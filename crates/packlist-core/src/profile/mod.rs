pub mod builtin;
pub mod schema;

use crate::error::PacklistError;
use schema::Profile;
use std::path::Path;

/// Load a profile from a JSON file.
pub fn load_profile(path: &Path) -> Result<Profile, PacklistError> {
    let content = std::fs::read_to_string(path).map_err(|e| PacklistError::ProfileLoad {
        path: path.to_path_buf(),
        reason: e.to_string(),
    })?;
    parse_profile(&content, path)
}

/// Parse a profile from a JSON string.
pub fn parse_profile(json: &str, source: &Path) -> Result<Profile, PacklistError> {
    let profile: Profile = serde_json::from_str(json).map_err(|e| PacklistError::ProfileLoad {
        path: source.to_path_buf(),
        reason: e.to_string(),
    })?;
    validate_profile(&profile)?;
    Ok(profile)
}

/// Parse a profile from a JSON string (no file path context).
pub fn parse_profile_str(json: &str) -> Result<Profile, PacklistError> {
    let profile: Profile = serde_json::from_str(json).map_err(PacklistError::Json)?;
    validate_profile(&profile)?;
    Ok(profile)
}

/// Validate that a profile can drive extraction.
pub fn validate_profile(profile: &Profile) -> Result<(), PacklistError> {
    let required = [
        ("order_label", &profile.order_label),
        ("name_header", &profile.name_header),
        ("qty_header", &profile.qty_header),
        ("barcode_header", &profile.barcode_header),
        ("placeholder_name", &profile.placeholder_name),
        ("unknown_order_id", &profile.unknown_order_id),
    ];
    for (field, value) in required {
        if value.trim().is_empty() {
            return Err(PacklistError::ProfileInvalid(format!(
                "{field} must not be empty"
            )));
        }
    }

    let mut headers = vec![
        profile.name_header.trim(),
        profile.qty_header.trim(),
        profile.barcode_header.trim(),
    ];
    if let Some(ref linked) = profile.linked_code_header {
        if linked.trim().is_empty() {
            return Err(PacklistError::ProfileInvalid(
                "linked_code_header must not be empty when set".into(),
            ));
        }
        headers.push(linked.trim());
    }
    for (i, h) in headers.iter().enumerate() {
        if headers[..i].contains(h) {
            return Err(PacklistError::ProfileInvalid(format!(
                "header label '{h}' is used for more than one column"
            )));
        }
    }

    if profile.summary_markers.iter().any(|m| m.is_empty()) {
        return Err(PacklistError::ProfileInvalid(
            "summary markers must not be empty strings".into(),
        ));
    }

    Ok(())
}

#[cfg(test)]
mod tests {
    use super::*;

    const VALID: &str = r#"{
        "name": "Test",
        "version": "1.0",
        "order_label": "Order No",
        "name_header": "Product",
        "qty_header": "Qty",
        "barcode_header": "Barcode",
        "linked_code_header": "Linked code",
        "summary_markers": ["Total"],
        "placeholder_name": "(no name)",
        "unknown_order_id": "UNKNOWN"
    }"#;

    #[test]
    fn test_parse_valid_profile() {
        let p = parse_profile_str(VALID).unwrap();
        assert_eq!(p.name, "Test");
        assert_eq!(p.summary_markers, vec!["Total"]);
        assert!(p.description.is_none());
    }

    #[test]
    fn test_optional_fields_default() {
        let json = r#"{
            "name": "Min",
            "version": "1.0",
            "order_label": "Order No",
            "name_header": "Product",
            "qty_header": "Qty",
            "barcode_header": "Barcode",
            "placeholder_name": "-",
            "unknown_order_id": "UNKNOWN"
        }"#;
        let p = parse_profile_str(json).unwrap();
        assert!(p.linked_code_header.is_none());
        assert!(p.summary_markers.is_empty());
    }

    #[test]
    fn test_empty_label_rejected() {
        let json = VALID.replace(r#""order_label": "Order No""#, r#""order_label": " ""#);
        let err = parse_profile_str(&json).unwrap_err();
        assert!(matches!(err, PacklistError::ProfileInvalid(ref m) if m.contains("order_label")));
    }

    #[test]
    fn test_duplicate_header_rejected() {
        let json = VALID.replace(r#""qty_header": "Qty""#, r#""qty_header": "Product""#);
        assert!(parse_profile_str(&json).is_err());
    }

    #[test]
    fn test_linked_code_same_as_barcode_rejected() {
        let json = VALID.replace(
            r#""linked_code_header": "Linked code""#,
            r#""linked_code_header": "Barcode""#,
        );
        assert!(parse_profile_str(&json).is_err());
    }

    #[test]
    fn test_empty_summary_marker_rejected() {
        let json = VALID.replace(r#"["Total"]"#, r#"["Total", ""]"#);
        assert!(parse_profile_str(&json).is_err());
    }

    #[test]
    fn test_load_profile_from_file() {
        let dir = tempfile::tempdir().unwrap();
        let path = dir.path().join("profile.json");
        std::fs::write(&path, VALID).unwrap();
        let p = load_profile(&path).unwrap();
        assert_eq!(p.qty_header, "Qty");
    }

    #[test]
    fn test_load_missing_file() {
        let err = load_profile(Path::new("/nonexistent/profile.json")).unwrap_err();
        assert!(matches!(err, PacklistError::ProfileLoad { .. }));
    }
}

-*-

Show each line of the records above containing "replace".

        let json = VALID.replace(r#""order_label": "Order No""#, r#""order_label": " ""#);
        let json = VALID.replace(r#""qty_header": "Qty""#, r#""qty_header": "Product""#);
        let json = VALID.replace(
        let json = VALID.replace(r#"["Total"]"#, r#"["Total", ""]"#);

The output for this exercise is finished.